> DIRECTIONS FOR THIS TASK
Send back the entries below exactly as they appear.

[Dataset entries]
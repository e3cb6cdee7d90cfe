use std::sync::Arc;
use std::time::Instant;

use anyhow::{Context, Result};
use tokio::time::MissedTickBehavior;
use tokio_util::sync::CancellationToken;
use tracing::{debug, error, info};

use crate::aggregate::Collector;
use crate::clock::wall_clock_ms;
use crate::config::Config;
use crate::export::health::HealthMetrics;
use crate::sink::{Emitted, Sink};
use crate::tracer::stats::ScanStats;
use crate::tracer::Tables;

/// Agent drives the reporting loop: aggregate on every tick, hand the
/// snapshot to the sink, repeat until cancelled.
pub struct Agent {
    cfg: Config,
    collector: Collector,
    sink: Sink,
    health: Option<Arc<HealthMetrics>>,
    scan_stats: Arc<ScanStats>,
}

impl Agent {
    /// Creates a new Agent over the given tables.
    pub fn new(cfg: Config, tables: Tables) -> Result<Self> {
        let health = if cfg.health.enabled {
            Some(Arc::new(
                HealthMetrics::new(&cfg.health.addr).context("creating health metrics")?,
            ))
        } else {
            None
        };

        Ok(Self {
            collector: Collector::new(&tables, &cfg),
            sink: Sink::from_config(&cfg),
            health,
            scan_stats: Arc::new(ScanStats::new()),
            cfg,
        })
    }

    pub fn health(&self) -> Option<&HealthMetrics> {
        self.health.as_deref()
    }

    /// Prepare the sink and start the health server if enabled.
    pub async fn start(&self) -> Result<()> {
        if let Some(health) = &self.health {
            health
                .start()
                .await
                .context("starting health metrics server")?;
        }

        self.sink.start().context("starting sink")?;

        info!(
            sink = self.sink.name(),
            pid = self.cfg.target.pid,
            interval = ?self.cfg.interval,
            min_age = ?self.cfg.min_age,
            top = self.cfg.top,
            "agent started",
        );

        Ok(())
    }

    /// Run one aggregation pass and deliver it to the sink.
    ///
    /// Sink failures are logged and counted; the next tick tries again.
    pub fn tick(&self) -> Option<Emitted> {
        let started = Instant::now();

        let snapshot = self.collector.collect(wall_clock_ms(), &self.scan_stats);
        let scan = self.scan_stats.snapshot();

        let emitted = match self.sink.emit(&snapshot) {
            Ok(emitted) => Some(emitted),
            Err(e) => {
                error!(sink = self.sink.name(), error = %e, "sink delivery failed");
                if let Some(h) = &self.health {
                    h.sink_errors.inc();
                }
                None
            }
        };

        let elapsed = started.elapsed();

        debug!(
            scan = ?scan,
            outstanding_bytes = snapshot.stats.memory,
            elapsed_ms = elapsed.as_millis() as u64,
            "pass complete",
        );

        if let Some(h) = &self.health {
            h.passes.inc();
            h.pass_duration.observe(elapsed.as_secs_f64());
            h.outstanding_bytes.set(snapshot.stats.memory as f64);
            h.observe_scan(&scan);
            if matches!(emitted, Some(Emitted::Written(_))) {
                h.snapshots_written.inc();
            }
        }

        emitted
    }

    /// Tick on the configured interval until `cancel` fires. Returns the
    /// number of completed passes.
    ///
    /// The first pass runs one full interval after the call. A pass that has
    /// started always completes; cancellation is only observed between
    /// passes.
    pub async fn run(&self, cancel: CancellationToken) -> u64 {
        let period = self.cfg.interval;
        let mut ticker = tokio::time::interval_at(tokio::time::Instant::now() + period, period);
        ticker.set_missed_tick_behavior(MissedTickBehavior::Skip);

        let mut passes = 0u64;

        loop {
            tokio::select! {
                biased;
                _ = cancel.cancelled() => {
                    debug!(passes, "reporting loop stopped");
                    break;
                }
                _ = ticker.tick() => {
                    self.tick();
                    passes += 1;
                }
            }
        }

        passes
    }

    /// Stop the health server.
    pub fn stop(&self) {
        if let Some(health) = &self.health {
            health.stop();
        }
    }
}

#[cfg(test)]
mod tests {
    use std::time::Duration;

    use super::*;
    use crate::config::ReportMode;
    use crate::sink::snapshot::Snapshot;
    use crate::tracer::memory::MemoryTables;

    fn snapshot_config(dir: &std::path::Path) -> Config {
        let mut cfg = Config::default();
        cfg.report.mode = ReportMode::Snapshot;
        cfg.report.snapshot_dir = dir.to_path_buf();
        cfg.min_age = Duration::ZERO;
        cfg
    }

    #[test]
    fn test_tick_writes_snapshot() {
        let dir = tempfile::tempdir().unwrap();
        let t = Arc::new(MemoryTables::new());
        t.insert_stack(1, vec![0x10]);
        t.record_alloc_at(0xa, 128, 1, 0);
        t.set_now_ns(1_000);

        let agent = Agent::new(snapshot_config(dir.path()), Tables::from_shared(t)).unwrap();

        let Some(Emitted::Written(path)) = agent.tick() else {
            panic!("expected a written snapshot");
        };
        let snap = Snapshot::read(&path).unwrap();
        assert_eq!(snap.outstanding.len(), 1);
        assert_eq!(snap.outstanding[0].total_size, 128);
        assert_eq!(snap.stats.memory, 128);
    }

    #[test]
    fn test_tick_updates_health() {
        let dir = tempfile::tempdir().unwrap();
        let t = Arc::new(MemoryTables::new());
        t.record_alloc_at(0xa, 64, -1, 0);
        t.set_now_ns(1_000);

        let mut cfg = snapshot_config(dir.path());
        cfg.health.enabled = true;
        cfg.health.addr = "127.0.0.1:0".to_string();

        let agent = Agent::new(cfg, Tables::from_shared(t)).unwrap();
        agent.tick();

        let h = agent.health().unwrap();
        assert_eq!(h.passes.get(), 1.0);
        assert_eq!(h.snapshots_written.get(), 1.0);
        assert_eq!(h.allocation_records.get(), 1.0);
    }

    #[test]
    fn test_sink_failure_is_counted() {
        let dir = tempfile::tempdir().unwrap();
        // A regular file where the snapshot directory should be.
        let blocker = dir.path().join("blocker");
        std::fs::write(&blocker, b"").unwrap();

        let mut cfg = snapshot_config(&blocker);
        cfg.health.enabled = true;

        let agent = Agent::new(cfg, Tables::from_shared(Arc::new(MemoryTables::new()))).unwrap();
        assert_eq!(agent.tick(), None);
        assert_eq!(agent.health().unwrap().sink_errors.get(), 1.0);
    }

    #[tokio::test(start_paused = true)]
    async fn test_run_stops_on_cancel() {
        let dir = tempfile::tempdir().unwrap();
        let mut cfg = snapshot_config(dir.path());
        cfg.interval = Duration::from_secs(1);

        let agent = Arc::new(
            Agent::new(cfg, Tables::from_shared(Arc::new(MemoryTables::new()))).unwrap(),
        );
        agent.start().await.unwrap();

        let cancel = CancellationToken::new();
        let handle = {
            let agent = Arc::clone(&agent);
            let cancel = cancel.clone();
            tokio::spawn(async move { agent.run(cancel).await })
        };

        tokio::time::sleep(Duration::from_millis(3_500)).await;
        cancel.cancel();

        let passes = handle.await.unwrap();
        assert_eq!(passes, 3);
    }

    #[tokio::test]
    async fn test_cancel_before_first_tick_emits_nothing() {
        let dir = tempfile::tempdir().unwrap();
        let agent =
            Agent::new(snapshot_config(dir.path()), Tables::from_shared(Arc::new(MemoryTables::new())))
                .unwrap();

        let cancel = CancellationToken::new();
        cancel.cancel();

        assert_eq!(agent.run(cancel).await, 0);
        assert_eq!(std::fs::read_dir(dir.path()).unwrap().count(), 0);
    }
}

> TASK RESPONSE
repository e3cb6cdee7d90cfe
use std::sync::Arc;
use std::time::Instant;

use anyhow::{Context, Result};
use tokio::time::MissedTickBehavior;
use tokio_util::sync::CancellationToken;
use tracing::{debug, error, info};

use crate::aggregate::Collector;
use crate::clock::wall_clock_ms;
use crate::config::Config;
use crate::export::health::HealthMetrics;
use crate::sink::{Emitted, Sink};
use crate::tracer::stats::ScanStats;
use crate::tracer::Tables;

/// Agent drives the reporting loop: aggregate on every tick, hand the
/// snapshot to the sink, repeat until cancelled.
pub struct Agent {
    cfg: Config,
    collector: Collector,
    sink: Sink,
    health: Option<Arc<HealthMetrics>>,
    scan_stats: Arc<ScanStats>,
}

impl Agent {
    /// Creates a new Agent over the given tables.
    pub fn new(cfg: Config, tables: Tables) -> Result<Self> {
        let health = if cfg.health.enabled {
            Some(Arc::new(
                HealthMetrics::new(&cfg.health.addr).context("creating health metrics")?,
            ))
        } else {
            None
        };

        Ok(Self {
            collector: Collector::new(&tables, &cfg),
            sink: Sink::from_config(&cfg),
            health,
            scan_stats: Arc::new(ScanStats::new()),
            cfg,
        })
    }

    pub fn health(&self) -> Option<&HealthMetrics> {
        self.health.as_deref()
    }

    /// Prepare the sink and start the health server if enabled.
    pub async fn start(&self) -> Result<()> {
        if let Some(health) = &self.health {
            health
                .start()
                .await
                .context("starting health metrics server")?;
        }

        self.sink.start().context("starting sink")?;

        info!(
            sink = self.sink.name(),
            pid = self.cfg.target.pid,
            interval = ?self.cfg.interval,
            min_age = ?self.cfg.min_age,
            top = self.cfg.top,
            "agent started",
        );

        Ok(())
    }

    /// Run one aggregation pass and deliver it to the sink.
    ///
    /// Sink failures are logged and counted; the next tick tries again.
    pub fn tick(&self) -> Option<Emitted> {
        let started = Instant::now();

        let snapshot = self.collector.collect(wall_clock_ms(), &self.scan_stats);
        let scan = self.scan_stats.snapshot();

        let emitted = match self.sink.emit(&snapshot) {
            Ok(emitted) => Some(emitted),
            Err(e) => {
                error!(sink = self.sink.name(), error = %e, "sink delivery failed");
                if let Some(h) = &self.health {
                    h.sink_errors.inc();
                }
                None
            }
        };

        let elapsed = started.elapsed();

        debug!(
            scan = ?scan,
            outstanding_bytes = snapshot.stats.memory,
            elapsed_ms = elapsed.as_millis() as u64,
            "pass complete",
        );

        if let Some(h) = &self.health {
            h.passes.inc();
            h.pass_duration.observe(elapsed.as_secs_f64());
            h.outstanding_bytes.set(snapshot.stats.memory as f64);
            h.observe_scan(&scan);
            if matches!(emitted, Some(Emitted::Written(_))) {
                h.snapshots_written.inc();
            }
        }

        emitted
    }

    /// Tick on the configured interval until `cancel` fires. Returns the
    /// number of completed passes.
    ///
    /// The first pass runs one full interval after the call. A pass that has
    /// started always completes; cancellation is only observed between
    /// passes.
    pub async fn run(&self, cancel: CancellationToken) -> u64 {
        let period = self.cfg.interval;
        let mut ticker = tokio::time::interval_at(tokio::time::Instant::now() + period, period);
        ticker.set_missed_tick_behavior(MissedTickBehavior::Skip);

        let mut passes = 0u64;

        loop {
            tokio::select! {
                biased;
                _ = cancel.cancelled() => {
                    debug!(passes, "reporting loop stopped");
                    break;
                }
                _ = ticker.tick() => {
                    self.tick();
                    passes += 1;
                }
            }
        }

        passes
    }

    /// Stop the health server.
    pub fn stop(&self) {
        if let Some(health) = &self.health {
            health.stop();
        }
    }
}

#[cfg(test)]
mod tests {
    use std::time::Duration;

    use super::*;
    use crate::config::ReportMode;
    use crate::sink::snapshot::Snapshot;
    use crate::tracer::memory::MemoryTables;

    fn snapshot_config(dir: &std::path::Path) -> Config {
        let mut cfg = Config::default();
        cfg.report.mode = ReportMode::Snapshot;
        cfg.report.snapshot_dir = dir.to_path_buf();
        cfg.min_age = Duration::ZERO;
        cfg
    }

    #[test]
    fn test_tick_writes_snapshot() {
        let dir = tempfile::tempdir().unwrap();
        let t = Arc::new(MemoryTables::new());
        t.insert_stack(1, vec![0x10]);
        t.record_alloc_at(0xa, 128, 1, 0);
        t.set_now_ns(1_000);

        let agent = Agent::new(snapshot_config(dir.path()), Tables::from_shared(t)).unwrap();

        let Some(Emitted::Written(path)) = agent.tick() else {
            panic!("expected a written snapshot");
        };
        let snap = Snapshot::read(&path).unwrap();
        assert_eq!(snap.outstanding.len(), 1);
        assert_eq!(snap.outstanding[0].total_size, 128);
        assert_eq!(snap.stats.memory, 128);
    }

    #[test]
    fn test_tick_updates_health() {
        let dir = tempfile::tempdir().unwrap();
        let t = Arc::new(MemoryTables::new());
        t.record_alloc_at(0xa, 64, -1, 0);
        t.set_now_ns(1_000);

        let mut cfg = snapshot_config(dir.path());
        cfg.health.enabled = true;
        cfg.health.addr = "127.0.0.1:0".to_string();

        let agent = Agent::new(cfg, Tables::from_shared(t)).unwrap();
        agent.tick();

        let h = agent.health().unwrap();
        assert_eq!(h.passes.get(), 1.0);
        assert_eq!(h.snapshots_written.get(), 1.0);
        assert_eq!(h.allocation_records.get(), 1.0);
    }

    #[test]
    fn test_sink_failure_is_counted() {
        let dir = tempfile::tempdir().unwrap();
        // A regular file where the snapshot directory should be.
        let blocker = dir.path().join("blocker");
        std::fs::write(&blocker, b"").unwrap();

        let mut cfg = snapshot_config(&blocker);
        cfg.health.enabled = true;

        let agent = Agent::new(cfg, Tables::from_shared(Arc::new(MemoryTables::new()))).unwrap();
        assert_eq!(agent.tick(), None);
        assert_eq!(agent.health().unwrap().sink_errors.get(), 1.0);
    }

    #[tokio::test(start_paused = true)]
    async fn test_run_stops_on_cancel() {
        let dir = tempfile::tempdir().unwrap();
        let mut cfg = snapshot_config(dir.path());
        cfg.interval = Duration::from_secs(1);

        let agent = Arc::new(
            Agent::new(cfg, Tables::from_shared(Arc::new(MemoryTables::new()))).unwrap(),
        );
        agent.start().await.unwrap();

        let cancel = CancellationToken::new();
        let handle = {
            let agent = Arc::clone(&agent);
            let cancel = cancel.clone();
            tokio::spawn(async move { agent.run(cancel).await })
        };

        tokio::time::sleep(Duration::from_millis(3_500)).await;
        cancel.cancel();

        let passes = handle.await.unwrap();
        assert_eq!(passes, 3);
    }

    #[tokio::test]
    async fn test_cancel_before_first_tick_emits_nothing() {
        let dir = tempfile::tempdir().unwrap();
        let agent =
            Agent::new(snapshot_config(dir.path()), Tables::from_shared(Arc::new(MemoryTables::new())))
                .unwrap();

        let cancel = CancellationToken::new();
        cancel.cancel();

        assert_eq!(agent.run(cancel).await, 0);
        assert_eq!(std::fs::read_dir(dir.path()).unwrap().count(), 0);
    }
}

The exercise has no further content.